Task: In the records below, find the line with "are four advances" and the line with "-20, Rgb([0, 0, 0]));". Print both exactly, along with every line between them, and no other line.

'''

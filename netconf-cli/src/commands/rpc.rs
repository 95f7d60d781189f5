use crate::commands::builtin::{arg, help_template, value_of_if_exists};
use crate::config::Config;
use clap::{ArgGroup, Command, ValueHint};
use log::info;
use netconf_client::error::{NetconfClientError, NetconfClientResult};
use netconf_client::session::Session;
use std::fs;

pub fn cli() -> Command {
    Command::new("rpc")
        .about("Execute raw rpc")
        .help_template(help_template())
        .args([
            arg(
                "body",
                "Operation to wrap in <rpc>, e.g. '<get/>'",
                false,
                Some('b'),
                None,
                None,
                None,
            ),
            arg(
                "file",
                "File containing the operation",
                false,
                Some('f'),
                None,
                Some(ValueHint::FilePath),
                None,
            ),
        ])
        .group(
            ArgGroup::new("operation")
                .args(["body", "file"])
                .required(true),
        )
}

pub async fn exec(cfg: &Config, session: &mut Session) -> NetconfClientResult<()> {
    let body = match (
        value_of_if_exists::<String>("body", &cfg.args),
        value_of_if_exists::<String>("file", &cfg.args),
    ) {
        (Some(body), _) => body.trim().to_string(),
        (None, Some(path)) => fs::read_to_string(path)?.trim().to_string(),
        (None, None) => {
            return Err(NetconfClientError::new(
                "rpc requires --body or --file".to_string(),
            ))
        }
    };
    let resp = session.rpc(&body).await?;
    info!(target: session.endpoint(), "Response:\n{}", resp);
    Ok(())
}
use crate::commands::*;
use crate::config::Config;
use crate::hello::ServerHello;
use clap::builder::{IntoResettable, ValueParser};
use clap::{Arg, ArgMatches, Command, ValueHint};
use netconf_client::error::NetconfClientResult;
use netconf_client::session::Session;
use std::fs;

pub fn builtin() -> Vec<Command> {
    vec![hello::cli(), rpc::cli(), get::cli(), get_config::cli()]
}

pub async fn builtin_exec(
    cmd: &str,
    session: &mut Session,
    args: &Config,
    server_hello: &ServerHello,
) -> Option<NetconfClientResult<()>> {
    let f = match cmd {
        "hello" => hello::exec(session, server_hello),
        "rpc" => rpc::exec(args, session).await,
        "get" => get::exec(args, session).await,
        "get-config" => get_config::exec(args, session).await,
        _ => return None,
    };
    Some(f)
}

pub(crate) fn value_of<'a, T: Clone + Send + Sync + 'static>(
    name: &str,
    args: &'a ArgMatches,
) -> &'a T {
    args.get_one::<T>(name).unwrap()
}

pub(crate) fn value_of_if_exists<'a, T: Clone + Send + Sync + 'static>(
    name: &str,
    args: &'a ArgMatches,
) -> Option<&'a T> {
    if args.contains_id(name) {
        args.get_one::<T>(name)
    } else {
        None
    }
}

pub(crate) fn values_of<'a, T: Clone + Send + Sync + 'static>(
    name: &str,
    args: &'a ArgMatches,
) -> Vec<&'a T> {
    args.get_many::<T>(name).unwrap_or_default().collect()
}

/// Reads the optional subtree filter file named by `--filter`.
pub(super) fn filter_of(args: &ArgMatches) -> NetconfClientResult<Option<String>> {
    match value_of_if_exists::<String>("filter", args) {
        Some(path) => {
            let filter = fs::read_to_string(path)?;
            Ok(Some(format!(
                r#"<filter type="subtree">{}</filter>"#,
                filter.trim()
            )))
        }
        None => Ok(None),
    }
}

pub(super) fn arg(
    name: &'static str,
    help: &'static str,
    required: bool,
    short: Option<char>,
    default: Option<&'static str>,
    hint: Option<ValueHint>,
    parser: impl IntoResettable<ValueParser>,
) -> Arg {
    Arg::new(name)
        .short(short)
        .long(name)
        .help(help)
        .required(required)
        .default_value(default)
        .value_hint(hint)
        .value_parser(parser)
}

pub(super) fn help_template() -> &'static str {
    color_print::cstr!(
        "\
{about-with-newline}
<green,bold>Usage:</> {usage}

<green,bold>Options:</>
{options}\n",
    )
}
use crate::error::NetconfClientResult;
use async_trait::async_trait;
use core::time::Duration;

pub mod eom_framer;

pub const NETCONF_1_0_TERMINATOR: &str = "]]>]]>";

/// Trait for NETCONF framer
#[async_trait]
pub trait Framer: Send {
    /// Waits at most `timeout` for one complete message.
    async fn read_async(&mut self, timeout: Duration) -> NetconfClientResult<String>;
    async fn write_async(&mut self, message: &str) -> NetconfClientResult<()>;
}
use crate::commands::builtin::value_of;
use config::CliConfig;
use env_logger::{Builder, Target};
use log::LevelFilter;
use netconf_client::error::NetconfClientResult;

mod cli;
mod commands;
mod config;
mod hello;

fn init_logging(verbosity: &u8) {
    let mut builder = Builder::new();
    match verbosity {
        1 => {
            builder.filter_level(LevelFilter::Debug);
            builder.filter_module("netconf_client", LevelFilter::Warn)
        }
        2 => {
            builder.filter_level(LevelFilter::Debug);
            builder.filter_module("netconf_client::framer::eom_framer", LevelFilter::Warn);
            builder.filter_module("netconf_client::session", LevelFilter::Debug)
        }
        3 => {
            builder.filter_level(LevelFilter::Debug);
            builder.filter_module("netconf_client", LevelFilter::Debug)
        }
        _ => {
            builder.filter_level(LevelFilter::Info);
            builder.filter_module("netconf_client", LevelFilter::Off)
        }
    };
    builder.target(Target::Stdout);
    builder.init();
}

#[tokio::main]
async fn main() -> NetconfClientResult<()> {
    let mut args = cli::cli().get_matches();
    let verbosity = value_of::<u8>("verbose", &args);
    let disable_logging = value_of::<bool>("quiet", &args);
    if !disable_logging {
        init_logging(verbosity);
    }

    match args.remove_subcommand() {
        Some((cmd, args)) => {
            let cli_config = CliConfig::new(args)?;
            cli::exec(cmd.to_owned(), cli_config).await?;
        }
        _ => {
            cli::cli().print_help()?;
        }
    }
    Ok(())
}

'''
'''

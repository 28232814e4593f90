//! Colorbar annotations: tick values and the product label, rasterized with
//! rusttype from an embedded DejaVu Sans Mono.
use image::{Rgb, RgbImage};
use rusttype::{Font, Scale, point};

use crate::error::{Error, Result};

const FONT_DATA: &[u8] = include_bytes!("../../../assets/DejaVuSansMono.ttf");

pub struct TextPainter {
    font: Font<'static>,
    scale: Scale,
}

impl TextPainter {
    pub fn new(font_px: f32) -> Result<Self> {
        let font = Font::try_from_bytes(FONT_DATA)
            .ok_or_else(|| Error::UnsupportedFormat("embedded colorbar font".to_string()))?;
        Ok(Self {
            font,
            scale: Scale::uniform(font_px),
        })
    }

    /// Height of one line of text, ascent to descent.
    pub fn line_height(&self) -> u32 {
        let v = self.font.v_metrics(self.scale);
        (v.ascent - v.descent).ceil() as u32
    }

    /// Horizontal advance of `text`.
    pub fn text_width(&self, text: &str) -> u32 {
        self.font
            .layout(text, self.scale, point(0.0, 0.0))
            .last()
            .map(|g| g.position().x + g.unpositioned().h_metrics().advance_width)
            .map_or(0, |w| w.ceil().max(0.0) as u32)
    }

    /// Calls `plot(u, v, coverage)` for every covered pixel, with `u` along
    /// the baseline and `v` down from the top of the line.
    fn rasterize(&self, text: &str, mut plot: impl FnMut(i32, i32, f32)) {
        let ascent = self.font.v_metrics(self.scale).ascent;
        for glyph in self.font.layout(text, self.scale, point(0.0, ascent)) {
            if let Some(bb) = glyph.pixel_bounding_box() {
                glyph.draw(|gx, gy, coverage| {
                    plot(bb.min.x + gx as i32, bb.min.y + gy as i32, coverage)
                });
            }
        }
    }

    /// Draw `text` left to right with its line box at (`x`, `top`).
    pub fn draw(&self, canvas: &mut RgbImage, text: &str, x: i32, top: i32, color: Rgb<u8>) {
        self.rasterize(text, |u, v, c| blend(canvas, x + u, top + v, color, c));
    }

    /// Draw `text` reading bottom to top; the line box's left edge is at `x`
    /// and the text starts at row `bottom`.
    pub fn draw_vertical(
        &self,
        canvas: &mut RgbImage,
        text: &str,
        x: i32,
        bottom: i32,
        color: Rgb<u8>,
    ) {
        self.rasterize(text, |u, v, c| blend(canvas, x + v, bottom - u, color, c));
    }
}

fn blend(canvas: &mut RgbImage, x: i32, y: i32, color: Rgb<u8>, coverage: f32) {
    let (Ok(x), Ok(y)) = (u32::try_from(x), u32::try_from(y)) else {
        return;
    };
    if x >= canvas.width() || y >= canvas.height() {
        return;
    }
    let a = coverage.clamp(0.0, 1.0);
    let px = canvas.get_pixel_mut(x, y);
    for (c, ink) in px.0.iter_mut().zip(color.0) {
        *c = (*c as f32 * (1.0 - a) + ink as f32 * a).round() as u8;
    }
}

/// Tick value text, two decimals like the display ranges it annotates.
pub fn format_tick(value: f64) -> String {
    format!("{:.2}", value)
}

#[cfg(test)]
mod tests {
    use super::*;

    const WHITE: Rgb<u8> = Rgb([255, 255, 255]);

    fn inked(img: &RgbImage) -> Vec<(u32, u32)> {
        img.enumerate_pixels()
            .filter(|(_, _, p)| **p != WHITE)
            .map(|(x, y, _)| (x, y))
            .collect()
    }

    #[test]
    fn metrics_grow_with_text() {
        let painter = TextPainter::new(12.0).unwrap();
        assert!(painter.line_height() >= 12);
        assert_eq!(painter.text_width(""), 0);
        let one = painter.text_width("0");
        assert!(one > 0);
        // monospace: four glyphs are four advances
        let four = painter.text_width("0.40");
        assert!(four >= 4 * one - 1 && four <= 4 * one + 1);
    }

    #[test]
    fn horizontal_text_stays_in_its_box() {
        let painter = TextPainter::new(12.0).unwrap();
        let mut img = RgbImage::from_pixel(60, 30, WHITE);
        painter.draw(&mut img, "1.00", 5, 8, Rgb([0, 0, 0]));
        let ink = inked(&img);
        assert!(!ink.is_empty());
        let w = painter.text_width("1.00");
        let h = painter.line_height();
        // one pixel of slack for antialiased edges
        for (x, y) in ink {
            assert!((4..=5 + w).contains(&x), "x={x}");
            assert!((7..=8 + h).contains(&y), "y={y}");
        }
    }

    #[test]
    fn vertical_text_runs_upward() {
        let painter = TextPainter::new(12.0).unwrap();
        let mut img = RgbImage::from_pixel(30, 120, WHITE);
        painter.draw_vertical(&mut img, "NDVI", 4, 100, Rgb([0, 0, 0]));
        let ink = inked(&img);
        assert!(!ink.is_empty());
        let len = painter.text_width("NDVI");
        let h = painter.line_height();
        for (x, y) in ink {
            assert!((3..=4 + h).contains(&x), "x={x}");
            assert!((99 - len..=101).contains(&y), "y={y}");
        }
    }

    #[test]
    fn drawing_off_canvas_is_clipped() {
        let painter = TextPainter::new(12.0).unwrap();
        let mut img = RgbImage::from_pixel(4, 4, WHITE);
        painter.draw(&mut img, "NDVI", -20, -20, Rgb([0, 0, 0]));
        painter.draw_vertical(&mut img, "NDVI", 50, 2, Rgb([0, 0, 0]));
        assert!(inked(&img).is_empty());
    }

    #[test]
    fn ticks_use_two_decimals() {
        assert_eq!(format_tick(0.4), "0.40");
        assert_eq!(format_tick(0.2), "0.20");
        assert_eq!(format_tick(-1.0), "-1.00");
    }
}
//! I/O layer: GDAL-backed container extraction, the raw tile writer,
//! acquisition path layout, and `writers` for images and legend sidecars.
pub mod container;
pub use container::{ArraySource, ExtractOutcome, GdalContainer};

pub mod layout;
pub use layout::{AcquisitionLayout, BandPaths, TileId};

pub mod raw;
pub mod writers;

'''

Expected answer:
        // monospace: four glyphs are four advances
        let four = painter.text_width("0.40");
        assert!(four >= 4 * one - 1 && four <= 4 * one + 1);
    }

    #[test]
    fn horizontal_text_stays_in_its_box() {
        let painter = TextPainter::new(12.0).unwrap();
        let mut img = RgbImage::from_pixel(60, 30, WHITE);
        painter.draw(&mut img, "1.00", 5, 8, Rgb([0, 0, 0]));
        let ink = inked(&img);
        assert!(!ink.is_empty());
        let w = painter.text_width("1.00");
        let h = painter.line_height();
        // one pixel of slack for antialiased edges
        for (x, y) in ink {
            assert!((4..=5 + w).contains(&x), "x={x}");
            assert!((7..=8 + h).contains(&y), "y={y}");
        }
    }

    #[test]
    fn vertical_text_runs_upward() {
        let painter = TextPainter::new(12.0).unwrap();
        let mut img = RgbImage::from_pixel(30, 120, WHITE);
        painter.draw_vertical(&mut img, "NDVI", 4, 100, Rgb([0, 0, 0]));
        let ink = inked(&img);
        assert!(!ink.is_empty());
        let len = painter.text_width("NDVI");
        let h = painter.line_height();
        for (x, y) in ink {
            assert!((3..=4 + h).contains(&x), "x={x}");
            assert!((99 - len..=101).contains(&y), "y={y}");
        }
    }

    #[test]
    fn drawing_off_canvas_is_clipped() {
        let painter = TextPainter::new(12.0).unwrap();
        let mut img = RgbImage::from_pixel(4, 4, WHITE);
        painter.draw(&mut img, "NDVI", -20, -20, Rgb([0, 0, 0]));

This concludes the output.